Personal information
- Born: October 31, 1978 (age 47)
- Listed height: 5 ft 7 in (1.70 m)

Career information
- High school: Apple Valley (Apple Valley, California)
- College: Arizona (1996–2000)
- Playing career: 2000–2010
- Position: Guard

Career history
- 2002: Chicago Blaze
- 2006: Sundsvall DB
- 2008: Sundsvall Saints
- 2010: Montaneras De Morovis

Career highlights
- 4x BSN All-Star; 2x All Pac-10 (1999, 2000);

= Felecity Willis =

American basketball and softball player

Felecity Willis (born October 31, 1978) is an American basketball referee and former player. She was a two-sport athlete for University of Arizona, playing college basketball and college softball for the Arizona Wildcats. She later played professional basketball for several years and was a member of the Puerto Rico national basketball team.

==Early life==
Willis attended Apple Valley High School in Apple Valley, California, where she starred at basketball.

==College career==
She played college basketball and softball in the United States with the University of Arizona Wildcats. She was a All-Pac-10 Conference player in 1999 and 2000.

==Professional career==
Following her college career, Willis went on to play professionally. In 2002, she played for the Chicago Blaze of the NWBL. She also saw pre-season action in the WNBA, with the Los Angeles Sparks in 2000, the Charlotte Sting in 2001 and the Washington Mystics in 2003.

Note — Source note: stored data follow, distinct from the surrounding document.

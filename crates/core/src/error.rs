/// Failure of a single conversion request.
///
/// Every variant aborts the whole request; there is no partial success.
#[derive(Debug, thiserror::Error)]
pub enum ConversionError {
    /// A literal violates the lexical rules of the type it claims.
    #[error("format error: {0}")]
    Format(#[from] fhir::FhirError),

    /// A recognised subtree lacks a sub-item the resource needs.
    #[error("'{parent}' is missing required sub-item '{expected}'")]
    MissingSubItem { parent: String, expected: String },

    /// A sub-item resolved to a different value type than the resource field needs.
    #[error("'{link_id}' must hold a {expected} value, found {found}")]
    UnexpectedValue {
        link_id: String,
        expected: &'static str,
        found: &'static str,
    },

    /// A value-bearing answer that no resolver claims.
    #[error("no resolver accepts answer {answer}")]
    DispatcherExhausted { answer: String },

    /// The answer tree JSON does not match the expected shape.
    #[error("answer tree schema mismatch at {path}: {message}")]
    InvalidTree { path: String, message: String },

    #[error("invalid input: {0}")]
    InvalidInput(String),
}

pub type ConversionResult<T> = std::result::Result<T, ConversionError>;

/// Failure to load the bundled or configured code-system tables. Startup-fatal.
#[derive(Debug, thiserror::Error)]
pub enum ReferenceDataError {
    #[error("failed to read reference data file {path}: {source}", path = path.display())]
    Io {
        path: std::path::PathBuf,
        #[source]
        source: std::io::Error,
    },

    #[error("code system '{key}' schema mismatch at {path}: {message}")]
    Schema {
        key: &'static str,
        path: String,
        message: String,
    },

    #[error("code system '{key}' defines code '{code}' more than once")]
    DuplicateCode { key: &'static str, code: String },

    #[error("code system '{key}' is invalid: {message}")]
    Invalid { key: &'static str, message: String },

    #[error("invalid configuration: {0}")]
    InvalidConfig(String),
}

pub type ReferenceDataResult<T> = std::result::Result<T, ReferenceDataError>;
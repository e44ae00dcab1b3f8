use clap::{Parser, Subcommand};
use fhir::BundleBuilder;
use intake_core::code_systems::CodeSystemKey;
use intake_core::config::resolve_reference_data_dir;
use intake_core::constants::REFERENCE_DATA_DIR_ENV;
use intake_core::{AnswerTree, IntakeConfig, NotificationEngine};
use intake_uuid::{RandomIdSource, SequentialIdSource};
use std::path::PathBuf;
use tracing_subscriber::{layer::SubscriberExt, util::SubscriberInitExt};

#[derive(Parser)]
#[command(name = "intake")]
#[command(about = "Questionnaire notification intake CLI")]
struct Cli {
    /// Directory holding the code-system tables (overrides INTAKE_REFERENCE_DATA_DIR)
    #[arg(long, global = true)]
    reference_data_dir: Option<PathBuf>,

    #[command(subcommand)]
    command: Commands,
}

#[derive(Subcommand)]
enum Commands {
    /// Convert an answer tree JSON file and print the resulting bundle
    Convert {
        /// Path to the answer tree JSON file
        file: PathBuf,
        /// Number resources 1, 2, 3, ... instead of using random UUIDs
        #[arg(long)]
        sequential_ids: bool,
        /// Print compact JSON
        #[arg(long)]
        compact: bool,
    },
    /// List the loaded code-system tables
    Codes {
        /// Only list this table (e.g. address-use)
        table: Option<String>,
    },
}

fn main() -> anyhow::Result<()> {
    dotenvy::dotenv().ok();

    tracing_subscriber::registry()
        .with(
            tracing_subscriber::EnvFilter::from_default_env()
                .add_directive("intake=info".parse()?),
        )
        .with(tracing_subscriber::fmt::layer().with_writer(std::io::stderr))
        .init();

    let cli = Cli::parse();
    let config = load_config(cli.reference_data_dir)?;
    let engine = NotificationEngine::new(&config)?;

    match cli.command {
        Commands::Convert {
            file,
            sequential_ids,
            compact,
        } => {
            let text = std::fs::read_to_string(&file)
                .map_err(|e| anyhow::anyhow!("failed to read {}: {e}", file.display()))?;
            let tree = AnswerTree::from_json(&text)?;

            let mut bundle = BundleBuilder::new();
            if sequential_ids {
                engine.convert_with_ids(&tree, &mut bundle, &mut SequentialIdSource::new())?;
            } else {
                engine.convert_with_ids(&tree, &mut bundle, &mut RandomIdSource)?;
            }

            if compact {
                println!("{}", bundle.to_json()?);
            } else {
                println!("{}", bundle.to_json_pretty()?);
            }
        }
        Commands::Codes { table } => {
            let keys = match table {
                Some(name) => vec![CodeSystemKey::parse(&name)
                    .ok_or_else(|| anyhow::anyhow!("unknown code system '{name}'"))?],
                None => CodeSystemKey::ALL.to_vec(),
            };
            for key in keys {
                let table = engine.code_systems().table(key);
                println!("{} ({})", key.as_str(), table.system());
                for (code, display) in table.concepts() {
                    println!("  {code}: {display}");
                }
            }
        }
    }

    Ok(())
}

/// Resolve reference data from the command line, then the environment, then the workspace.
fn load_config(flag: Option<PathBuf>) -> anyhow::Result<IntakeConfig> {
    let override_dir =
        flag.or_else(|| std::env::var_os(REFERENCE_DATA_DIR_ENV).map(PathBuf::from));
    match resolve_reference_data_dir(override_dir)? {
        Some(dir) => {
            tracing::info!("++ Using reference data from {}", dir.display());
            Ok(IntakeConfig::with_reference_data_dir(dir)?)
        }
        None => Ok(IntakeConfig::bundled()),
    }
}
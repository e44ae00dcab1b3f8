//! Raw answer tree as received from the questionnaire client.
//!
//! The tree is deserialised from camelCase JSON after the upstream layer has validated its
//! structure. Value literals are kept as sent; the resolvers re-validate them.
//!
//! An [`Answer`] has one optional slot per supported value shape. Well-formed input fills at
//! most one. Keys this model does not know are collected in [`Answer::other`], which lets the
//! dispatcher tell an unsupported `value*` shape apart from an answer without a value.

use crate::{ConversionError, ConversionResult};
use intake_types::LinkId;
use serde::{Deserialize, Serialize};
use std::collections::BTreeMap;

/// A questionnaire item.
#[derive(Clone, Debug, PartialEq, Deserialize, Serialize)]
#[serde(rename_all = "camelCase")]
pub struct Item {
    pub link_id: LinkId,

    #[serde(default, skip_serializing_if = "Option::is_none")]
    pub text: Option<String>,

    #[serde(default, rename = "answer", skip_serializing_if = "Vec::is_empty")]
    pub answers: Vec<Answer>,

    #[serde(default, rename = "item", skip_serializing_if = "Vec::is_empty")]
    pub items: Vec<Item>,
}

impl Item {
    pub fn new(link_id: LinkId) -> Self {
        Self {
            link_id,
            text: None,
            answers: Vec::new(),
            items: Vec::new(),
        }
    }
}

/// A questionnaire answer.
#[derive(Clone, Debug, Default, PartialEq, Deserialize, Serialize)]
#[serde(rename_all = "camelCase")]
pub struct Answer {
    #[serde(default, skip_serializing_if = "Option::is_none")]
    pub value_string: Option<String>,

    #[serde(default, skip_serializing_if = "Option::is_none")]
    pub value_boolean: Option<bool>,

    #[serde(default, skip_serializing_if = "Option::is_none")]
    pub value_decimal: Option<serde_json::Number>,

    #[serde(default, skip_serializing_if = "Option::is_none")]
    pub value_integer: Option<i32>,

    #[serde(default, skip_serializing_if = "Option::is_none")]
    pub value_date: Option<String>,

    #[serde(default, skip_serializing_if = "Option::is_none")]
    pub value_date_time: Option<String>,

    #[serde(default, skip_serializing_if = "Option::is_none")]
    pub value_time: Option<String>,

    #[serde(default, skip_serializing_if = "Option::is_none")]
    pub value_uri: Option<String>,

    #[serde(default, skip_serializing_if = "Option::is_none")]
    pub value_coding: Option<RawCoding>,

    #[serde(default, skip_serializing_if = "Option::is_none")]
    pub value_quantity: Option<RawQuantity>,

    #[serde(default, skip_serializing_if = "Option::is_none")]
    pub value_reference: Option<RawReference>,

    #[serde(default, rename = "item", skip_serializing_if = "Vec::is_empty")]
    pub items: Vec<Item>,

    /// Members this model does not map (`id`, `extension`, `valueAttachment`, ...).
    #[serde(flatten)]
    pub other: BTreeMap<String, serde_json::Value>,
}

/// Blank strings are what form clients send for untouched fields; they count as absent.
fn present(slot: &Option<String>) -> Option<&String> {
    slot.as_ref().filter(|s| !s.trim().is_empty())
}

impl Answer {
    pub fn string(&self) -> Option<&String> {
        present(&self.value_string)
    }

    pub fn boolean(&self) -> Option<&bool> {
        self.value_boolean.as_ref()
    }

    pub fn decimal(&self) -> Option<&serde_json::Number> {
        self.value_decimal.as_ref()
    }

    pub fn integer(&self) -> Option<&i32> {
        self.value_integer.as_ref()
    }

    pub fn date(&self) -> Option<&String> {
        present(&self.value_date)
    }

    pub fn date_time(&self) -> Option<&String> {
        present(&self.value_date_time)
    }

    pub fn time(&self) -> Option<&String> {
        present(&self.value_time)
    }

    pub fn uri(&self) -> Option<&String> {
        present(&self.value_uri)
    }

    pub fn coding(&self) -> Option<&RawCoding> {
        self.value_coding.as_ref()
    }

    pub fn quantity(&self) -> Option<&RawQuantity> {
        self.value_quantity.as_ref().filter(|q| !q.is_blank())
    }

    pub fn reference(&self) -> Option<&RawReference> {
        self.value_reference.as_ref()
    }

    /// Names of `value*` members this model has no slot for.
    pub fn unsupported_value_shapes(&self) -> impl Iterator<Item = &str> {
        self.other
            .iter()
            .filter(|(key, value)| key.starts_with("value") && !value.is_null())
            .map(|(key, _)| key.as_str())
    }

    /// Returns `true` if any value slot is populated, supported or not.
    pub fn carries_value(&self) -> bool {
        self.string().is_some()
            || self.boolean().is_some()
            || self.decimal().is_some()
            || self.integer().is_some()
            || self.date().is_some()
            || self.date_time().is_some()
            || self.time().is_some()
            || self.uri().is_some()
            || self.coding().is_some()
            || self.quantity().is_some()
            || self.reference().is_some()
            || self.unsupported_value_shapes().next().is_some()
    }

    /// Compact JSON form used in diagnostics.
    pub fn to_diagnostic_json(&self) -> String {
        serde_json::to_string(self).unwrap_or_else(|_| format!("{self:?}"))
    }
}

/// `valueCoding` as sent.
#[derive(Clone, Debug, Default, PartialEq, Eq, Deserialize, Serialize)]
#[serde(rename_all = "camelCase")]
pub struct RawCoding {
    #[serde(default, skip_serializing_if = "Option::is_none")]
    pub system: Option<String>,

    #[serde(default, skip_serializing_if = "Option::is_none")]
    pub version: Option<String>,

    #[serde(default, skip_serializing_if = "Option::is_none")]
    pub code: Option<String>,

    #[serde(default, skip_serializing_if = "Option::is_none")]
    pub display: Option<String>,
}

/// `valueQuantity` as sent. The comparator is the questionnaire enum code (`LT`, `LE`, ...).
#[derive(Clone, Debug, Default, PartialEq, Deserialize, Serialize)]
#[serde(rename_all = "camelCase")]
pub struct RawQuantity {
    #[serde(default, skip_serializing_if = "Option::is_none")]
    pub value: Option<serde_json::Number>,

    #[serde(default, skip_serializing_if = "Option::is_none")]
    pub comparator: Option<String>,

    #[serde(default, skip_serializing_if = "Option::is_none")]
    pub unit: Option<String>,

    #[serde(default, skip_serializing_if = "Option::is_none")]
    pub system: Option<String>,

    #[serde(default, skip_serializing_if = "Option::is_none")]
    pub code: Option<String>,
}

impl RawQuantity {
    /// `true` when no member is filled in.
    pub fn is_blank(&self) -> bool {
        self.value.is_none()
            && present(&self.comparator).is_none()
            && present(&self.unit).is_none()
            && present(&self.system).is_none()
            && present(&self.code).is_none()
    }
}

/// `valueReference` as sent.
#[derive(Clone, Debug, Default, PartialEq, Eq, Deserialize, Serialize)]
#[serde(rename_all = "camelCase")]
pub struct RawReference {
    #[serde(default, skip_serializing_if = "Option::is_none")]
    pub reference: Option<String>,

    #[serde(default, skip_serializing_if = "Option::is_none")]
    pub display: Option<String>,
}

/// A complete notification answer tree: the common section and the disease-specific section.
#[derive(Clone, Debug, Default, PartialEq, Deserialize, Serialize)]
#[serde(rename_all = "camelCase", deny_unknown_fields)]
pub struct AnswerTree {
    #[serde(default)]
    pub common_information: Vec<Item>,

    #[serde(default)]
    pub disease_specific_information: Vec<Item>,
}

impl AnswerTree {
    /// Parse an answer tree from JSON text.
    ///
    /// This uses `serde_path_to_error` to surface a best-effort path (e.g.
    /// `commonInformation[0].answer[1].valueInteger`) to the failing member.
    ///
    /// # Errors
    ///
    /// Returns [`ConversionError::InvalidTree`] if the JSON does not match the tree shape.
    pub fn from_json(text: &str) -> ConversionResult<Self> {
        let mut deserializer = serde_json::Deserializer::from_str(text);
        serde_path_to_error::deserialize::<_, AnswerTree>(&mut deserializer).map_err(|err| {
            let path = err.path().to_string();
            let source = err.into_inner();
            let path = if path.is_empty() || path == "." {
                "<root>".to_string()
            } else {
                path
            };
            ConversionError::InvalidTree {
                path,
                message: source.to_string(),
            }
        })
    }
}
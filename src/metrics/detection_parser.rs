//! Parser for ground-truth and detection result files.

use crate::detection::{BoundingBox, Detection};
use crate::{Error, Result};
use std::fs::File;
use std::io::{BufRead, BufReader};
use std::path::{Path, PathBuf};

/// Which of the two input files a parser reads.
#[derive(Debug, Clone, Copy, PartialEq, Eq)]
pub enum RecordKind {
    /// `image_name left,top,right,bottom label`
    GroundTruth,
    /// `image_name left,top,right,bottom label score`
    Prediction,
}

impl RecordKind {
    fn num_fields(self) -> usize {
        match self {
            RecordKind::GroundTruth => 3,
            RecordKind::Prediction => 4,
        }
    }
}

/// Parser for whitespace-separated detection files.
///
/// Each non-empty line holds one box:
///
/// ```text
/// 0001.jpg 10,20,110,220 apple          # ground truth
/// 0001.jpg 12,18,105,230 apple 0.87     # detection results
/// ```
///
/// Blank lines are skipped. Anything else that does not parse aborts with
/// [`Error::MalformedRecord`]; no record is ever dropped silently.
#[derive(Debug, Clone)]
pub struct DetectionFileParser {
    path: PathBuf,
    kind: RecordKind,
}

impl DetectionFileParser {
    /// Create a parser for the given file.
    pub fn new<P: AsRef<Path>>(file_path: P, kind: RecordKind) -> Self {
        Self {
            path: file_path.as_ref().to_path_buf(),
            kind,
        }
    }

    /// Parser for a ground-truth file.
    pub fn ground_truth<P: AsRef<Path>>(file_path: P) -> Self {
        Self::new(file_path, RecordKind::GroundTruth)
    }

    /// Parser for a detection results file.
    pub fn predictions<P: AsRef<Path>>(file_path: P) -> Self {
        Self::new(file_path, RecordKind::Prediction)
    }

    pub fn path(&self) -> &Path {
        &self.path
    }

    pub fn kind(&self) -> RecordKind {
        self.kind
    }

    /// Open and parse the whole file.
    pub fn parse(&self) -> Result<Vec<Detection>> {
        let file = File::open(&self.path).map_err(|e| {
            Error::IoError(std::io::Error::new(
                e.kind(),
                format!("failed to open detection file '{}': {}", self.path.display(), e),
            ))
        })?;

        let detections = self.parse_reader(BufReader::new(file))?;
        log::info!(
            "loaded {} {} records from {}",
            detections.len(),
            match self.kind {
                RecordKind::GroundTruth => "ground-truth",
                RecordKind::Prediction => "prediction",
            },
            self.path.display()
        );
        Ok(detections)
    }

    /// Parse records from any buffered reader. Errors report `self.path`.
    pub fn parse_reader<R: BufRead>(&self, reader: R) -> Result<Vec<Detection>> {
        let mut detections = Vec::new();

        for (idx, line_result) in reader.lines().enumerate() {
            let line = line_result.map_err(Error::IoError)?;
            if let Some(detection) = self.parse_line(&line, idx + 1)? {
                detections.push(detection);
            }
        }

        Ok(detections)
    }

    /// Parse a single line (1-based `line_number`). Returns `None` for blank
    /// lines.
    pub fn parse_line(&self, line: &str, line_number: usize) -> Result<Option<Detection>> {
        let trimmed = line.trim();
        if trimmed.is_empty() {
            return Ok(None);
        }

        let malformed = |reason: String| Error::MalformedRecord {
            path: self.path.clone(),
            line: line_number,
            reason,
        };

        let parts: Vec<&str> = trimmed.split_whitespace().collect();
        let expected = self.kind.num_fields();
        if parts.len() != expected {
            return Err(malformed(format!(
                "expected {} fields, got {}",
                expected,
                parts.len()
            )));
        }

        let bbox = parse_box(parts[1]).map_err(malformed)?;
        if bbox.is_degenerate() {
            log::warn!(
                "{}:{}: degenerate box {:?}",
                self.path.display(),
                line_number,
                bbox
            );
        }

        let score = match self.kind {
            RecordKind::GroundTruth => 1.0,
            RecordKind::Prediction => {
                let score = parse_number(parts[3], "score").map_err(malformed)?;
                if !(0.0..=1.0).contains(&score) {
                    log::warn!(
                        "{}:{}: score {} outside [0, 1]",
                        self.path.display(),
                        line_number,
                        score
                    );
                }
                score
            }
        };

        Ok(Some(Detection::new(parts[0], bbox, parts[2], score)))
    }
}

/// Parse `left,top,right,bottom`.
fn parse_box(field: &str) -> std::result::Result<BoundingBox, String> {
    let coords: Vec<&str> = field.split(',').collect();
    if coords.len() != 4 {
        return Err(format!(
            "expected 4 comma-separated coordinates, got {} in '{}'",
            coords.len(),
            field
        ));
    }

    let names = ["left", "top", "right", "bottom"];
    let mut values = [0.0; 4];
    for (k, (raw, name)) in coords.iter().zip(names).enumerate() {
        values[k] = parse_number(raw, name)?;
    }
    Ok(BoundingBox::from(values))
}

fn parse_number(raw: &str, name: &str) -> std::result::Result<f64, String> {
    let value: f64 = raw
        .trim()
        .parse()
        .map_err(|_| format!("{} '{}' is not a number", name, raw))?;
    if !value.is_finite() {
        return Err(format!("{} '{}' is not finite", name, raw));
    }
    Ok(value)
}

Willis has been a four-time All-star with the Criollas de Caguas women's BSN team. She has helped carry the Criollas to two consecutive finals, where they were upset both times by the Carolina Giants.

In January 2006, Willis joined the Sundsvall DB of the Swedish Basketligan dam, leading the club to the quarterfinal of the playoffs. She appeared in 13 games, averaging 18.2 points, 4.7 rebounds and 6.6 assists per game. Two years later, in March 2008, Willis rejoined Sundsvall, this time with the team in danger of relegation. She appeared in five games, including four straight victories, helping the club stave off relegation. In the five games, she averaged 17.2 points, 4.0 rebounds and 4.8 assists per game.

==National team career==
Willis was a member of the Puerto Rican national team for six years, and played at the 2003 Central American and Caribbean Games in El Salvador, and in 2004 in Guatemala.

==Career statistics==

=== College ===

| Year | Team | GP | GS | MPG | FG% | 3P% | FT% | RPG | APG | SPG | BPG | TO | PPG |
| 1996–97 | Arizona | 31 | - | - | 34.4 | 21.7 | 66.0 | 1.7 | 3.0 | 1.2 | 0.1 | - | 5.0 |
| 1997–98 | Arizona | 30 | - | - | 47.6 | 29.7 | 68.8 | 2.1 | 4.0 | 1.5 | 0.1 | - | 7.0 |
| 1998–99 | Arizona | 29 | - | - | 54.6 | 34.3 | 75.0 | 3.6 | 5.5 | 2.0 | 0.3 | - | 12.1 |
| 1999–00 | Arizona | 32 | - | - | 46.3 | 32.6 | 68.1 | 2.6 | 5.3 | 1.5 | 0.2 | - | 7.8 |
| Career |  | 122 | - | - | 46.8 | 28.3 | 70.1 | 2.5 | 4.4 | 1.5 | 0.2 | - | 7.9 |
Statistics retrieved from Sports-Reference.

==Later life==
Following her playing career, Willis went into officiating. In 2010, she attended officiating training camp run by NCAA referee Bob Scofield at Flowing Wells High School. By 2013, she was officiating NCAA Division I Women's games. In 2018 she was appointed a referee in the Pac-12 Conference.